• **Problem to solve**
Please copy every line of the records below that holds the word "MusicStopped".

• **Material for this exercise**
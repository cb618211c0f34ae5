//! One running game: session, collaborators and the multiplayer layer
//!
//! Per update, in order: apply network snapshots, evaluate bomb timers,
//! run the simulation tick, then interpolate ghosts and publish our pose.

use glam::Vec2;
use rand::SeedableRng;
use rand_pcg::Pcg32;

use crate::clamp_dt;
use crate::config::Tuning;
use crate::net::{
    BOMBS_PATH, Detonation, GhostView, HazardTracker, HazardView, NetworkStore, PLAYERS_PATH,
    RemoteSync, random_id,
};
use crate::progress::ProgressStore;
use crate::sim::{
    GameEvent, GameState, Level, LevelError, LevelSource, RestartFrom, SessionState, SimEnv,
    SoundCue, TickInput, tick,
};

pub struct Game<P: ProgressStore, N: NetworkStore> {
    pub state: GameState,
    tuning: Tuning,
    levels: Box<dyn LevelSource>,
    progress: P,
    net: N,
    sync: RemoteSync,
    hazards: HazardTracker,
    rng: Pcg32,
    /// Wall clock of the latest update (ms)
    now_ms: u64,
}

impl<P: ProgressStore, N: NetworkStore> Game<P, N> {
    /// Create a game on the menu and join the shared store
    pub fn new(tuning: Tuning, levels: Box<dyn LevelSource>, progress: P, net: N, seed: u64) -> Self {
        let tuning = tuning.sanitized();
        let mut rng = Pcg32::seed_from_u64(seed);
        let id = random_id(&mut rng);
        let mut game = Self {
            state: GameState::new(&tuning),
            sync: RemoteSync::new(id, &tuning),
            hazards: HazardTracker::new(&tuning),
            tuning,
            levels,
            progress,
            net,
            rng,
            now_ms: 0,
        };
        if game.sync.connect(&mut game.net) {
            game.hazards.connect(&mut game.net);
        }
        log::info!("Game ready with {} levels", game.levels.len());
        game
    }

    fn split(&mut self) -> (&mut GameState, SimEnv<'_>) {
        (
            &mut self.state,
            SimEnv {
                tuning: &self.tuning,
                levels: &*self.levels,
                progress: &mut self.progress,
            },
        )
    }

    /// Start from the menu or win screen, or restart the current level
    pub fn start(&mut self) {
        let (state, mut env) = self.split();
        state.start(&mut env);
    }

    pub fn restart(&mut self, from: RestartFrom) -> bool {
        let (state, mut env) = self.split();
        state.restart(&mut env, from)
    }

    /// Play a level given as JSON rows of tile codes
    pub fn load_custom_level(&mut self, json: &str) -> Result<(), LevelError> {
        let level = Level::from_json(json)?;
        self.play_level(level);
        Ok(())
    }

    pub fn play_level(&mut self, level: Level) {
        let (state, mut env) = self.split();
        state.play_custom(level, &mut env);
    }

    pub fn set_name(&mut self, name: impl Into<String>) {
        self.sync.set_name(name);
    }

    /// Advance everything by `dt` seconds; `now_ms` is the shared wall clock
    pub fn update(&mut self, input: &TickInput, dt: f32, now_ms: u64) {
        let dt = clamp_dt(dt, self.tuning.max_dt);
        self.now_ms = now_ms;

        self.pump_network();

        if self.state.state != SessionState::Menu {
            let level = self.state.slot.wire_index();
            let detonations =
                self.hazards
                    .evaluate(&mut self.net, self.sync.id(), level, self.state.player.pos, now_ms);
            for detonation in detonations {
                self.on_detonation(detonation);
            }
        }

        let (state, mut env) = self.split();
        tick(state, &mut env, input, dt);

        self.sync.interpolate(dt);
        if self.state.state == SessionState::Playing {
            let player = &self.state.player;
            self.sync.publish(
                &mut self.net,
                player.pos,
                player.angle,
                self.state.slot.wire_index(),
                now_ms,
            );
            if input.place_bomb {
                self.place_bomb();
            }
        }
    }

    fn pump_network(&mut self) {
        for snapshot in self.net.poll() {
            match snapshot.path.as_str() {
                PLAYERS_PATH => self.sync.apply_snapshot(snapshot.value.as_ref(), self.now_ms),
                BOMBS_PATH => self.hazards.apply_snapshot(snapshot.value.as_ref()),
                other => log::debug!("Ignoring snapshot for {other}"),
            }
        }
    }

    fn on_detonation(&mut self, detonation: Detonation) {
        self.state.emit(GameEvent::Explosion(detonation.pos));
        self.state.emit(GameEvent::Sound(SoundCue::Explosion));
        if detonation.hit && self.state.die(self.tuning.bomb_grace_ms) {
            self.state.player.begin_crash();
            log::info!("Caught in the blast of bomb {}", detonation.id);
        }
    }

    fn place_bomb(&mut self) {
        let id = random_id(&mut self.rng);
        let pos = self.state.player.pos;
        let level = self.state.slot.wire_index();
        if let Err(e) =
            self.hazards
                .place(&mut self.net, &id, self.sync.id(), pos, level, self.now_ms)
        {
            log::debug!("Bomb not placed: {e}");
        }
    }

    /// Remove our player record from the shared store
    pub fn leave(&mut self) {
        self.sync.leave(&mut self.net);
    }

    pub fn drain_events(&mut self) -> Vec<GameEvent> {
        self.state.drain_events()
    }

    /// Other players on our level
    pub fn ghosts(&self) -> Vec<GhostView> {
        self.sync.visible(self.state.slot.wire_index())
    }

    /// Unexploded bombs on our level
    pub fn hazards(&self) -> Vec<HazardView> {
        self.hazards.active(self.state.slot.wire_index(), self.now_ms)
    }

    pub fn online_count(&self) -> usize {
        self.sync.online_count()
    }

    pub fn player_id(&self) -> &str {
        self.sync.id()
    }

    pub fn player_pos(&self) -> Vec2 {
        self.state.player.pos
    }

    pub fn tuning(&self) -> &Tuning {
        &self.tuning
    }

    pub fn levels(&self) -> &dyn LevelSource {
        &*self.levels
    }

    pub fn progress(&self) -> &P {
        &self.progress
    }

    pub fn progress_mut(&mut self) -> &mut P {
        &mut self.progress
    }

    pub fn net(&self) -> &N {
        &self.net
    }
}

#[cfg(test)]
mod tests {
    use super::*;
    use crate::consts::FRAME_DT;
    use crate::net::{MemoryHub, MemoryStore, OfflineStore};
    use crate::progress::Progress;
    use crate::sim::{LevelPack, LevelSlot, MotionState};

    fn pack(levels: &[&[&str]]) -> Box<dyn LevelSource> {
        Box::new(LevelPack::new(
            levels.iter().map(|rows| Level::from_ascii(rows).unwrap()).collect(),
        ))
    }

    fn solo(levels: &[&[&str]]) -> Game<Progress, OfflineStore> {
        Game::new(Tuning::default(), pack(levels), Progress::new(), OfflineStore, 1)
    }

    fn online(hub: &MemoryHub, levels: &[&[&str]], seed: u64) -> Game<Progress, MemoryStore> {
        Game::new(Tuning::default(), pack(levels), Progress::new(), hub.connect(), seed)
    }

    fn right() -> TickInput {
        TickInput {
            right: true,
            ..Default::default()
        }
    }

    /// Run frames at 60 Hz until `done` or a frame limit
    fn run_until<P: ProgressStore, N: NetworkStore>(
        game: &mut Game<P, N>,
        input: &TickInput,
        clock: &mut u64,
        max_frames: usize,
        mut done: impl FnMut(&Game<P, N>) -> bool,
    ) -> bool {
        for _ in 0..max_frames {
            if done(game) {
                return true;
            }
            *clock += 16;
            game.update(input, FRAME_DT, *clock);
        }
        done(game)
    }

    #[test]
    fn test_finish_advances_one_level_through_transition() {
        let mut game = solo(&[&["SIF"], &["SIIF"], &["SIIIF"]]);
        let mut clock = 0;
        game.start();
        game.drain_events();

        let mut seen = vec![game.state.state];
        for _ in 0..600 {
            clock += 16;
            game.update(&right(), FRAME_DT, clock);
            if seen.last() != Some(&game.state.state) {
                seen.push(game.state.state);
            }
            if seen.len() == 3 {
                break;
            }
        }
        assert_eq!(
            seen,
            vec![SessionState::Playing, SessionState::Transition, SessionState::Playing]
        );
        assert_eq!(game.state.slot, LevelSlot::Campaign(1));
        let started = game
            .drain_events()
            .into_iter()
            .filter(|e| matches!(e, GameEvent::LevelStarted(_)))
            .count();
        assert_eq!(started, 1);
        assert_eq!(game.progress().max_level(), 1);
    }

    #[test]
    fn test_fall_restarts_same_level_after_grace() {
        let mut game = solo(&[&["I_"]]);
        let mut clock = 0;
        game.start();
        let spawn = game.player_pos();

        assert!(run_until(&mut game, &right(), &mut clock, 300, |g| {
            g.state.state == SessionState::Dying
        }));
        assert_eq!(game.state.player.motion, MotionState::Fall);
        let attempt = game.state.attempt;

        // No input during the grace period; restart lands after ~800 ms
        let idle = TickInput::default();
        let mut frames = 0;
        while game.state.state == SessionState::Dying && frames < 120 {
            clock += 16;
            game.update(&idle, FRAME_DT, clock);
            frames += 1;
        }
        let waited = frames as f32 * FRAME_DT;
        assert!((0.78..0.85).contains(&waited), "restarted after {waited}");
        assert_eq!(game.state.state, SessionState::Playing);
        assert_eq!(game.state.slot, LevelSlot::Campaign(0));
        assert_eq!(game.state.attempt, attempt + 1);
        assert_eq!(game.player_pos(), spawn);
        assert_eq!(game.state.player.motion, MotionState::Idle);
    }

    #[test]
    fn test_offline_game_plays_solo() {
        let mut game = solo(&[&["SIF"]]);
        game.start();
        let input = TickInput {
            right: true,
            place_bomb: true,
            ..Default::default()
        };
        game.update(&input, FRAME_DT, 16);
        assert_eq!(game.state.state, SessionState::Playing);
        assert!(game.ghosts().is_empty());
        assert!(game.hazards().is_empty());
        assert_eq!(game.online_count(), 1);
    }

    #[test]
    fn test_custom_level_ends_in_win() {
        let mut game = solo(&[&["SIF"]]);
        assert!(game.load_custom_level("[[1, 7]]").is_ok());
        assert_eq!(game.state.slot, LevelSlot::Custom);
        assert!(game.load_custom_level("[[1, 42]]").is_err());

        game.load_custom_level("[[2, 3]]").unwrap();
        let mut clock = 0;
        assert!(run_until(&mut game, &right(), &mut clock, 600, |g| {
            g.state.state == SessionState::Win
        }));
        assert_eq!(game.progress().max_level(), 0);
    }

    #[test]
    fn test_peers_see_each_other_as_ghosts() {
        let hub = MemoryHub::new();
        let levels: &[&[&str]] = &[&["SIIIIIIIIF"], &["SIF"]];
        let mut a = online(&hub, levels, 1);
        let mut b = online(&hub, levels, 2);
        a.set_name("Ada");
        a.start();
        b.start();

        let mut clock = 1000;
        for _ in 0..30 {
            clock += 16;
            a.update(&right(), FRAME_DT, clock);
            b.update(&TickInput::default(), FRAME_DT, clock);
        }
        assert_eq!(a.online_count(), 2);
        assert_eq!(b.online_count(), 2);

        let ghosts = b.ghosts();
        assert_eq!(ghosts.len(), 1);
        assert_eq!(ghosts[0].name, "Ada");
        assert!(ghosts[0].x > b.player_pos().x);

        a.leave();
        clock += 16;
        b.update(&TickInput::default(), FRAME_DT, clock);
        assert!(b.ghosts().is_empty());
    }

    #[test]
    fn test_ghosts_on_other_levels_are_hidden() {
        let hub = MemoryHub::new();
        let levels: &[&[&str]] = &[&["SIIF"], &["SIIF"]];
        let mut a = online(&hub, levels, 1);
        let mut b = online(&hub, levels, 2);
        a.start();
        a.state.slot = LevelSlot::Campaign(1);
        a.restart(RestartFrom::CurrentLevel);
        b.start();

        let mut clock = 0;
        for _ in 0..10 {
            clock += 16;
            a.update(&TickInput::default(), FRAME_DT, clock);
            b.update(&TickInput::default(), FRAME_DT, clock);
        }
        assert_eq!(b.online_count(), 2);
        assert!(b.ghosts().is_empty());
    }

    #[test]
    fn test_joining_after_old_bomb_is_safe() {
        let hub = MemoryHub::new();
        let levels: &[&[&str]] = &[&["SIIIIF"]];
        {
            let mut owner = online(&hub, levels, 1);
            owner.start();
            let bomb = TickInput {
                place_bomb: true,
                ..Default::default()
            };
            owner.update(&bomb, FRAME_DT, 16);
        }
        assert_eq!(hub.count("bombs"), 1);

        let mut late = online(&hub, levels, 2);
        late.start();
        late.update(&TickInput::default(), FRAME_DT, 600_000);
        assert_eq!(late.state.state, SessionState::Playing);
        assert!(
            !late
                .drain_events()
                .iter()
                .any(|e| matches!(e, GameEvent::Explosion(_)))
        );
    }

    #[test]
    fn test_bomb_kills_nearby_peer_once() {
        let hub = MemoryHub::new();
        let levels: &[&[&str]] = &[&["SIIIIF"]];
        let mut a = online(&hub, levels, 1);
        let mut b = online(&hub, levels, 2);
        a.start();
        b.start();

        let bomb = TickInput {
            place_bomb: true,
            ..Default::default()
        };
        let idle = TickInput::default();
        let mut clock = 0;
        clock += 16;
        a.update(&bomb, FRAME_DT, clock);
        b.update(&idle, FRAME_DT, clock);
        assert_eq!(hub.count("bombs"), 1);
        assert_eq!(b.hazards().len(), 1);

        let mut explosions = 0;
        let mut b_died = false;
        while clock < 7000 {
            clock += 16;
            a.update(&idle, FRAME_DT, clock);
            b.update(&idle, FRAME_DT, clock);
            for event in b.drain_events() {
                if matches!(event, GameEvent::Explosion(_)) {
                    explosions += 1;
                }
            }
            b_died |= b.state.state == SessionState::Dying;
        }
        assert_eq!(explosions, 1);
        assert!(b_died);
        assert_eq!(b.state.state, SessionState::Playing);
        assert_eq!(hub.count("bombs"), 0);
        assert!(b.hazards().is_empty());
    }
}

...

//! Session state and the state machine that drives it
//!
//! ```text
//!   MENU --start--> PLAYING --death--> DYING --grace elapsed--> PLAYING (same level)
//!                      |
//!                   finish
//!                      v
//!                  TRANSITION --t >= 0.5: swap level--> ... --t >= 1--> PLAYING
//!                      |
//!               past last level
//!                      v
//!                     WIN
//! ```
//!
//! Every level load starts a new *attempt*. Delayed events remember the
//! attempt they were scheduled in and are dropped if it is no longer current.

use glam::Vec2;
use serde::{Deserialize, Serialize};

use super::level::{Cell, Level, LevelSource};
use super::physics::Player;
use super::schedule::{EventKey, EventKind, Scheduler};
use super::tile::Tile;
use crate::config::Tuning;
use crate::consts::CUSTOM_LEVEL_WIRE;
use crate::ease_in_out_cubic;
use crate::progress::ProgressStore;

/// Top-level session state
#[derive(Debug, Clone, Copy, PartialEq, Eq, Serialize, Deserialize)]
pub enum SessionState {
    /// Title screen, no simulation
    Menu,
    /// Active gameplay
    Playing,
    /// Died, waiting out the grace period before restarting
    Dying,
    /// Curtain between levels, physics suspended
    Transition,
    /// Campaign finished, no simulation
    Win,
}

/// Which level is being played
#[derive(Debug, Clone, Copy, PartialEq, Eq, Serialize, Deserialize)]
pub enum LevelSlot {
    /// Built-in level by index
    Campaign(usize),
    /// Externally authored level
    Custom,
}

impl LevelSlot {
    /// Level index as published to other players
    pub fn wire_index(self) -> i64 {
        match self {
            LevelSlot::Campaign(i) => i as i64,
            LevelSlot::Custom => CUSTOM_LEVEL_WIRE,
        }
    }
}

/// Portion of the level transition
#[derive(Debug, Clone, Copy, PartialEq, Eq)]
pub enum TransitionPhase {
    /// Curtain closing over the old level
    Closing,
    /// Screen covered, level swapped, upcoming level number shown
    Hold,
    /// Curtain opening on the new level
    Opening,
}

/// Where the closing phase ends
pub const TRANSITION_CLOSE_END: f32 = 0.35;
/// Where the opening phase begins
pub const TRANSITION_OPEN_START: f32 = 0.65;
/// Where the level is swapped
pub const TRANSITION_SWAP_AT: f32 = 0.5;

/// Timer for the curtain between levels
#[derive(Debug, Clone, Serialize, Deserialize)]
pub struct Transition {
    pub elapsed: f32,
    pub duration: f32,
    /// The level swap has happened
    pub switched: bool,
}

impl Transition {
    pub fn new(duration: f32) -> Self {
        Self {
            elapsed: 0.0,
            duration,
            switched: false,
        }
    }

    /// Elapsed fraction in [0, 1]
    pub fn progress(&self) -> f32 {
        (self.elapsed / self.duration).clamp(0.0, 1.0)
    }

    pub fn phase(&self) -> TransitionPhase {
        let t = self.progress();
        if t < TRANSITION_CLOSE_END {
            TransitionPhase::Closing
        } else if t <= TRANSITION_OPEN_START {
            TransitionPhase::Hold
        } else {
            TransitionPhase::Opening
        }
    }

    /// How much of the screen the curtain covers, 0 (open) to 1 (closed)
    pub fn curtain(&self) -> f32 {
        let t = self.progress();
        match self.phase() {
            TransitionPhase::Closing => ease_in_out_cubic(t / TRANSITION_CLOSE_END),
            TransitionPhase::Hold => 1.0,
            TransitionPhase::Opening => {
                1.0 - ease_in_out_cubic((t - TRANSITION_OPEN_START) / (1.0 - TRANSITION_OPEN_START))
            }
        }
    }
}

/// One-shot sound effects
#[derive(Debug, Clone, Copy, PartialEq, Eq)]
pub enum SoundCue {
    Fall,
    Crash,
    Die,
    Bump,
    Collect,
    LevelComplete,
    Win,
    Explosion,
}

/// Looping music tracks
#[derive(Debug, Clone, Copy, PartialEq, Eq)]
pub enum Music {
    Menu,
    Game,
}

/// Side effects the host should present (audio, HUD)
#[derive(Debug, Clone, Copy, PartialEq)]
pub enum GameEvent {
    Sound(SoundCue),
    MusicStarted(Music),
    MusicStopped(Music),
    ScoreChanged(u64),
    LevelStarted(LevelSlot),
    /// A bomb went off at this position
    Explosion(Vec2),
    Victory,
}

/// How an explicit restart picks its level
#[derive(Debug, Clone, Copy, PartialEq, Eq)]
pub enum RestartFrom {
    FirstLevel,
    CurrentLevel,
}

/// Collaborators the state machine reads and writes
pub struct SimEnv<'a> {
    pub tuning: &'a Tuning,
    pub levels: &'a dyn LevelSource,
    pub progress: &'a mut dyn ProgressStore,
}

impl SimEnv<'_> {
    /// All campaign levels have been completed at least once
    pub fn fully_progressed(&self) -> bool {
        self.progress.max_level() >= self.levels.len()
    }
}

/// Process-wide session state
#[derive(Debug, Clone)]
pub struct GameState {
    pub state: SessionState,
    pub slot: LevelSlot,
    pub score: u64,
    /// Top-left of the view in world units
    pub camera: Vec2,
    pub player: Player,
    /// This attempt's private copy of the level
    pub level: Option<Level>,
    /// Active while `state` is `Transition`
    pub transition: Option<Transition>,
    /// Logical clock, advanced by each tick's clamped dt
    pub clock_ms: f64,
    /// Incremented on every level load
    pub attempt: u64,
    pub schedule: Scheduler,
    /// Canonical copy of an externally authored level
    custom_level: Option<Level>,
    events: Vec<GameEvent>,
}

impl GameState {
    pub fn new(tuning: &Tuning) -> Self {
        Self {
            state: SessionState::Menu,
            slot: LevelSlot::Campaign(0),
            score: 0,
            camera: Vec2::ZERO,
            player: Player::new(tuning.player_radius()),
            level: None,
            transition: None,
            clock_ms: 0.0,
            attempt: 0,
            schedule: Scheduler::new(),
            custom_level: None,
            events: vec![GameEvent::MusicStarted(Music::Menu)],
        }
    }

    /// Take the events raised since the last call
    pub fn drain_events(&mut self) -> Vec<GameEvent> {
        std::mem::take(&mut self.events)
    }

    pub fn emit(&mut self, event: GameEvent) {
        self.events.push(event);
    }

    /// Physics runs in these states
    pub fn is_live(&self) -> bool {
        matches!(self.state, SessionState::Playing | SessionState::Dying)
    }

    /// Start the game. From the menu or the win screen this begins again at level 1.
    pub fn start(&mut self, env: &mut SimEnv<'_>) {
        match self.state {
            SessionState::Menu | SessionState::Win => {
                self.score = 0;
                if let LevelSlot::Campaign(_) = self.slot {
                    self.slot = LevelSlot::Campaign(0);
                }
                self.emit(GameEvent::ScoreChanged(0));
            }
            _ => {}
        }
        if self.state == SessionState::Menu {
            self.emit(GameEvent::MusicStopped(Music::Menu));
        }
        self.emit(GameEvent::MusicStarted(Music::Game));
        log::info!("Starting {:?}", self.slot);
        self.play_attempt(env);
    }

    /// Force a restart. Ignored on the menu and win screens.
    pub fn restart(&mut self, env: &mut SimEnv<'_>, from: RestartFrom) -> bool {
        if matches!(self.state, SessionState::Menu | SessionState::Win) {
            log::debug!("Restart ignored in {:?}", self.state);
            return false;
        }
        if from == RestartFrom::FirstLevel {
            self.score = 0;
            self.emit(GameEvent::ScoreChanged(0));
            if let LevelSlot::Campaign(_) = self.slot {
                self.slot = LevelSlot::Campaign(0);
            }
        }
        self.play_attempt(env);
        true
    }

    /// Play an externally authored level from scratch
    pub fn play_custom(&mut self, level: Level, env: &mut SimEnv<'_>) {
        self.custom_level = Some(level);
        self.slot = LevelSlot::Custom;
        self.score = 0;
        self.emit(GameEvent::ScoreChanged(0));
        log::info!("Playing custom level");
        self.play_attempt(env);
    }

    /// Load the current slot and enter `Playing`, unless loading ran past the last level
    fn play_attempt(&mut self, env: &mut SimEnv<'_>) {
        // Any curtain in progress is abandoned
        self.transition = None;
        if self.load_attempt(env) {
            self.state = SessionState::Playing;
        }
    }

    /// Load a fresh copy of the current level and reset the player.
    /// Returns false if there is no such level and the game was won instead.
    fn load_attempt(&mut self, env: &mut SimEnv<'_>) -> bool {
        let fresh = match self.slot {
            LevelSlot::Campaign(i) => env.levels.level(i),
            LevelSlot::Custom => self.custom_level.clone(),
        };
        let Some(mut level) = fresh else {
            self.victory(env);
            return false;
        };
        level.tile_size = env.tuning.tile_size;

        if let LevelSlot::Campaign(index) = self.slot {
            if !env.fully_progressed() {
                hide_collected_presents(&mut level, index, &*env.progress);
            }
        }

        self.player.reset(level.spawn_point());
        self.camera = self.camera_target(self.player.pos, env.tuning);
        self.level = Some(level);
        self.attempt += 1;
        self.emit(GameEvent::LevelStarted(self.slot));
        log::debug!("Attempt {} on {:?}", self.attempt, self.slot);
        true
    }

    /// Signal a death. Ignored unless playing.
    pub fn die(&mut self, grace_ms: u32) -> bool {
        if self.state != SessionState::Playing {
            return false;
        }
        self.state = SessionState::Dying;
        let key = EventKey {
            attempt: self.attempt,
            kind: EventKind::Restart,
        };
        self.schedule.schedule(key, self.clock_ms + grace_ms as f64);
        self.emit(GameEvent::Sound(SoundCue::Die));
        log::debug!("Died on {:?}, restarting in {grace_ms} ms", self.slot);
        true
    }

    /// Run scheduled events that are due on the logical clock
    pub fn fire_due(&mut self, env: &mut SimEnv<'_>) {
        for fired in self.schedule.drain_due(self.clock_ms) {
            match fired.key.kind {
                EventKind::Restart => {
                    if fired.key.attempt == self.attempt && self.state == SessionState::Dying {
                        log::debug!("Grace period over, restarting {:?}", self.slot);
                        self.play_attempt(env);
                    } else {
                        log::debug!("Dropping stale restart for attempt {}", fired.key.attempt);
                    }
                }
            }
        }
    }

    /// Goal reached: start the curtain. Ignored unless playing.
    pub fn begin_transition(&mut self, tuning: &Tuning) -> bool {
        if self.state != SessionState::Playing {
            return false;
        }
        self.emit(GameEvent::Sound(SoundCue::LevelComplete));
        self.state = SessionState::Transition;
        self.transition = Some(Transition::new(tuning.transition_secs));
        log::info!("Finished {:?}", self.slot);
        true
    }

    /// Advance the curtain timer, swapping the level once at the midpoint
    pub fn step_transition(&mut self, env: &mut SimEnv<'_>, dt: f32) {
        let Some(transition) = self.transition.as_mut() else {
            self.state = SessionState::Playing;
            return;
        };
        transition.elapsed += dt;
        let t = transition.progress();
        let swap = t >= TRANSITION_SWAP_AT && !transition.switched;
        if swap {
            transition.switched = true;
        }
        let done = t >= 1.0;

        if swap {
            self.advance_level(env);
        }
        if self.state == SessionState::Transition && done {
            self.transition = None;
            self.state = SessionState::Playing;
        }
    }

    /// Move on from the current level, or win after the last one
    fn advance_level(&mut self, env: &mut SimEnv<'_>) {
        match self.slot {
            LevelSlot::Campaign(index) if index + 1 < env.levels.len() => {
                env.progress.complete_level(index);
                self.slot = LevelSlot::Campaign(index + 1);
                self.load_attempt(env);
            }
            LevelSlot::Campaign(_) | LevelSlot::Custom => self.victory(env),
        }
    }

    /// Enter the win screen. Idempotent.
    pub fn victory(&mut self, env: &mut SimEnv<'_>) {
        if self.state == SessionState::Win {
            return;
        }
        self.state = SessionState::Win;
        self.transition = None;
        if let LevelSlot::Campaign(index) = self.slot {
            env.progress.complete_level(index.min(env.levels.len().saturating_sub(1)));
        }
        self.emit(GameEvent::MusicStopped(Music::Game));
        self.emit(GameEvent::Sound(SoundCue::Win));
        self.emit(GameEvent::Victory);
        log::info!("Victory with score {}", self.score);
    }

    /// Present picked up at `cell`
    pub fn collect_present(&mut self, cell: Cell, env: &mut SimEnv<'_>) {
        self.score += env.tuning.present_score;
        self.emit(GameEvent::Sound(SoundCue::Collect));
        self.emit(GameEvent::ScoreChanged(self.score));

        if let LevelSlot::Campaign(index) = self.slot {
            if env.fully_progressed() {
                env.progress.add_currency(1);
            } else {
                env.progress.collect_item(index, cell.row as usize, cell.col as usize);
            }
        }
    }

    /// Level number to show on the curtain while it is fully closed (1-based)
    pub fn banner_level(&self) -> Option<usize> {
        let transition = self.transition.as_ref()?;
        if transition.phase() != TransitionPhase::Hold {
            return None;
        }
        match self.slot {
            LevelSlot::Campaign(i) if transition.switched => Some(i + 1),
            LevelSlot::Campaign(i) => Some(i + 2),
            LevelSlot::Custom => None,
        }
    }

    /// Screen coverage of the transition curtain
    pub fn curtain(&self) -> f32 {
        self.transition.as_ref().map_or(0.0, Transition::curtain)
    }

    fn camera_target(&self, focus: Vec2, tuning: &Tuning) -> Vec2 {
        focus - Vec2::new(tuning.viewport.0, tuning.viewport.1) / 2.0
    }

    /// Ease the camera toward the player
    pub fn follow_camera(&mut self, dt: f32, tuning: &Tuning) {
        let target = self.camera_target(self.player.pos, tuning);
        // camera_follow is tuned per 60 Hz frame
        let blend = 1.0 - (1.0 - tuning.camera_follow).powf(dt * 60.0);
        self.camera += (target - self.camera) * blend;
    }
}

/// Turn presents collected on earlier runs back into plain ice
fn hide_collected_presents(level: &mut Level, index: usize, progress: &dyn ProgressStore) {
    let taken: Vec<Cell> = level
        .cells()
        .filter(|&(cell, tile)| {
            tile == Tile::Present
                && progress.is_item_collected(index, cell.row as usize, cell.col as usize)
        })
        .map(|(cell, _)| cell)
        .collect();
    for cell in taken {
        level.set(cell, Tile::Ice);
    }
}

• **Exercise response**
    MusicStopped(Music),
            self.emit(GameEvent::MusicStopped(Music::Menu));
        self.emit(GameEvent::MusicStopped(Music::Game));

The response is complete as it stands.